Alerting System Design: Getting the Right Signal to the Right Person at the Right Time

April 12, 202625 min read0 views

alerting system

reliability engineering

sre

scalability

Alerting System Design: Getting the Right Signal to the Right Person at the Right Time

Introduction

Alerting bridges the gap between monitoring data and human action.

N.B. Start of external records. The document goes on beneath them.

//! In-memory broker for dry runs and tests.
//!
//! Topics, partitions and offsets live behind one mutex. Faults can be
//! injected at every seam: admin reachability, topic creation, listing
//! latency, client construction, submission and delivery.

use bytes::Bytes;
use futures::FutureExt;
use std::collections::{BTreeMap, BTreeSet, HashMap};
use std::sync::atomic::{AtomicU64, Ordering};
use std::sync::{Arc, Mutex, MutexGuard};
use std::time::Duration;

use crate::broker::{Broker, BrokerAdmin, DeliveryFuture, DeliveryOutcome, Publisher};
use crate::config::{ProducerConfig, TopicSpec};
use crate::error::{BrokerError, DeliveryErrorKind, ProvisionError, SubmissionError};
use crate::provision::ProvisionOutcome;

/// Decides whether submission number `attempt` (0-based, per worker) fails.
pub type SubmissionFault = Arc<dyn Fn(usize, u64) -> Option<SubmissionError> + Send + Sync>;

#[derive(Clone, Debug, PartialEq, Eq)]
pub struct PublishedRecord {
    pub worker: usize,
    pub topic: String,
    pub key: String,
    pub partition: i32,
    pub offset: i64,
    pub payload: Bytes,
}

#[derive(Default)]
struct MockState {
    topics: BTreeMap<String, i32>,
    create_calls: Vec<TopicSpec>,
    list_calls: usize,
    published: Vec<PublishedRecord>,
    next_offset: HashMap<(String, i32), i64>,
    client_ids: Vec<String>,
    failed_connects: usize,
}

#[derive(Clone, Default)]
struct Faults {
    admin_unreachable: bool,
    reject_create: Option<String>,
    list_delay: Option<Duration>,
    connect_failures: usize,
    submission: Option<SubmissionFault>,
    reject_delivery: bool,
    delivery_latency: Option<Duration>,
    disable_auto_create: bool,
}

#[derive(Clone, Default)]
pub struct MockBroker {
    state: Arc<Mutex<MockState>>,
    faults: Faults,
}

impl MockBroker {
    pub fn new() -> Self {
        Self::default()
    }

    pub fn with_topic(self, name: &str, partitions: i32) -> Self {
        self.lock().topics.insert(name.to_string(), partitions);
        self
    }

    pub fn with_unreachable_admin(mut self) -> Self {
        self.faults.admin_unreachable = true;
        self
    }

    pub fn with_rejected_create(mut self, reason: &str) -> Self {
        self.faults.reject_create = Some(reason.to_string());
        self
    }

    pub fn with_list_delay(mut self, delay: Duration) -> Self {
        self.faults.list_delay = Some(delay);
        self
    }

    /// The first `n` client constructions fail.
    pub fn with_connect_failures(mut self, n: usize) -> Self {
        self.faults.connect_failures = n;
        self
    }

    pub fn with_submission_fault(
        mut self,
        fault: impl Fn(usize, u64) -> Option<SubmissionError> + Send + Sync + 'static,
    ) -> Self {
        self.faults.submission = Some(Arc::new(fault));
        self
    }

    pub fn with_rejected_deliveries(mut self) -> Self {
        self.faults.reject_delivery = true;
        self
    }

    pub fn with_delivery_latency(mut self, latency: Duration) -> Self {
        self.faults.delivery_latency = Some(latency);
        self
    }

    /// Publishing to a missing topic fails delivery instead of creating it.
    pub fn without_auto_create(mut self) -> Self {
        self.faults.disable_auto_create = true;
        self
    }

    pub fn topics(&self) -> BTreeMap<String, i32> {
        self.lock().topics.clone()
    }

    pub fn create_calls(&self) -> Vec<TopicSpec> {
        self.lock().create_calls.clone()
    }

    pub fn list_calls(&self) -> usize {
        self.lock().list_calls
    }

    pub fn published(&self) -> Vec<PublishedRecord> {
        self.lock().published.clone()
    }

    pub fn published_count(&self) -> usize {
        self.lock().published.len()
    }

    pub fn published_by(&self, worker: usize) -> usize {
        self.lock()
            .published
            .iter()
            .filter(|r| r.worker == worker)
            .count()
    }

    pub fn client_ids(&self) -> Vec<String> {
        self.lock().client_ids.clone()
    }

    fn lock(&self) -> MutexGuard<'_, MockState> {
        // A panicking test thread must not hide the recorded calls from the others.
        self.state.lock().unwrap_or_else(|e| e.into_inner())
    }
}

#[async_trait::async_trait]
impl Broker for MockBroker {
    async fn admin(&self) -> Result<Box<dyn BrokerAdmin>, BrokerError> {
        Ok(Box::new(self.clone()))
    }

    async fn create_publisher(
        &self,
        cfg: &ProducerConfig,
        worker: usize,
    ) -> Result<Box<dyn Publisher>, BrokerError> {
        {
            let mut state = self.lock();
            if state.failed_connects < self.faults.connect_failures {
                state.failed_connects += 1;
                return Err(BrokerError::Connect(format!(
                    "mock connect failure {}",
                    state.failed_connects
                )));
            }
            state.client_ids.push(cfg.client_id(worker));
        }
        Ok(Box::new(MockPublisher {
            broker: self.clone(),
            worker,
            attempts: AtomicU64::new(0),
        }))
    }
}

#[async_trait::async_trait]
impl BrokerAdmin for MockBroker {
    async fn list_topic_names(&self, _timeout: Duration) -> Result<BTreeSet<String>, ProvisionError> {
        self.lock().list_calls += 1;
        if self.faults.admin_unreachable {
            return Err(ProvisionError::BrokerUnreachable("mock admin unreachable".into()));
        }
        // The answer reflects the moment the request arrived, not when it returns.
        let names: BTreeSet<String> = self.lock().topics.keys().cloned().collect();
        if let Some(delay) = self.faults.list_delay {
            tokio::time::sleep(delay).await;
        }
        Ok(names)
    }

    async fn create_topic(
        &self,
        spec: &TopicSpec,
        _timeout: Duration,
    ) -> Result<ProvisionOutcome, ProvisionError> {
        if self.faults.admin_unreachable {
            return Err(ProvisionError::BrokerUnreachable("mock admin unreachable".into()));
        }
        let mut state = self.lock();
        state.create_calls.push(spec.clone());
        if let Some(reason) = &self.faults.reject_create {
            return Err(ProvisionError::CreateRejected {
                topic: spec.name.clone(),
                reason: reason.clone(),
            });
        }
        if state.topics.contains_key(&spec.name) {
            return Ok(ProvisionOutcome::AlreadyExists);
        }
        state.topics.insert(spec.name.clone(), spec.partitions);
        Ok(ProvisionOutcome::Created)
    }
}

struct MockPublisher {
    broker: MockBroker,
    worker: usize,
    attempts: AtomicU64,
}

#[async_trait::async_trait]
impl Publisher for MockPublisher {
    fn publish(
        &self,
        topic: &str,
        key: &str,
        payload: Bytes,
    ) -> Result<DeliveryFuture, SubmissionError> {
        let attempt = self.attempts.fetch_add(1, Ordering::SeqCst);
        let faults = &self.broker.faults;
        if let Some(err) = faults.submission.as_ref().and_then(|f| f(self.worker, attempt)) {
            return Err(err);
        }

        let outcome = if faults.reject_delivery {
            DeliveryOutcome::Failed {
                kind: DeliveryErrorKind::BrokerRejected,
                message: "mock broker rejected record".into(),
            }
        } else {
            self.append(topic, key, payload)
        };

        Ok(match faults.delivery_latency {
            Some(latency) => async move {
                tokio::time::sleep(latency).await;
                outcome
            }
            .boxed(),
            None => futures::future::ready(outcome).boxed(),
        })
    }
}

impl MockPublisher {
    fn append(&self, topic: &str, key: &str, payload: Bytes) -> DeliveryOutcome {
        let mut state = self.broker.lock();
        let partitions = match state.topics.get(topic) {
            Some(p) => *p,
            None if self.broker.faults.disable_auto_create => {
                return DeliveryOutcome::Failed {
                    kind: DeliveryErrorKind::BrokerRejected,
                    message: format!("unknown topic '{topic}'"),
                };
            }
            None => {
                state.topics.insert(topic.to_string(), 1);
                1
            }
        };
        let partition = partition_for(key, partitions);
        let slot = state
            .next_offset
            .entry((topic.to_string(), partition))
            .or_insert(0);
        let offset = *slot;
        *slot += 1;
        state.published.push(PublishedRecord {
            worker: self.worker,
            topic: topic.to_string(),
            key: key.to_string(),
            partition,
            offset,
            payload,
        });
        DeliveryOutcome::Delivered { partition, offset }
    }
}

/// Stable key hash (FNV-1a) so equal keys always land on one partition.
pub fn partition_for(key: &str, partitions: i32) -> i32 {
    let mut h: u32 = 0x811c_9dc5;
    for b in key.as_bytes() {
        h ^= *b as u32;
        h = h.wrapping_mul(0x0100_0193);
    }
    (h % partitions.max(1) as u32) as i32
}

A good alerting system wakes you up for real problems and stays silent for everything else. A bad one produces so much noise that engineers ignore pages, mute channels, and miss the one alert that actually matters. The goal isn't more alerts — it's fewer, better ones that are actionable, timely, and routed to the right person.

Alert Quality: The Signal-to-Noise Problem

Every alert should answer YES to ALL of these:
  1. Is this actionable? (Can someone do something right now?)
  2. Does it require immediate attention? (Will waiting cause harm?)
  3. Is the condition real? (Not a transient blip or flapping metric?)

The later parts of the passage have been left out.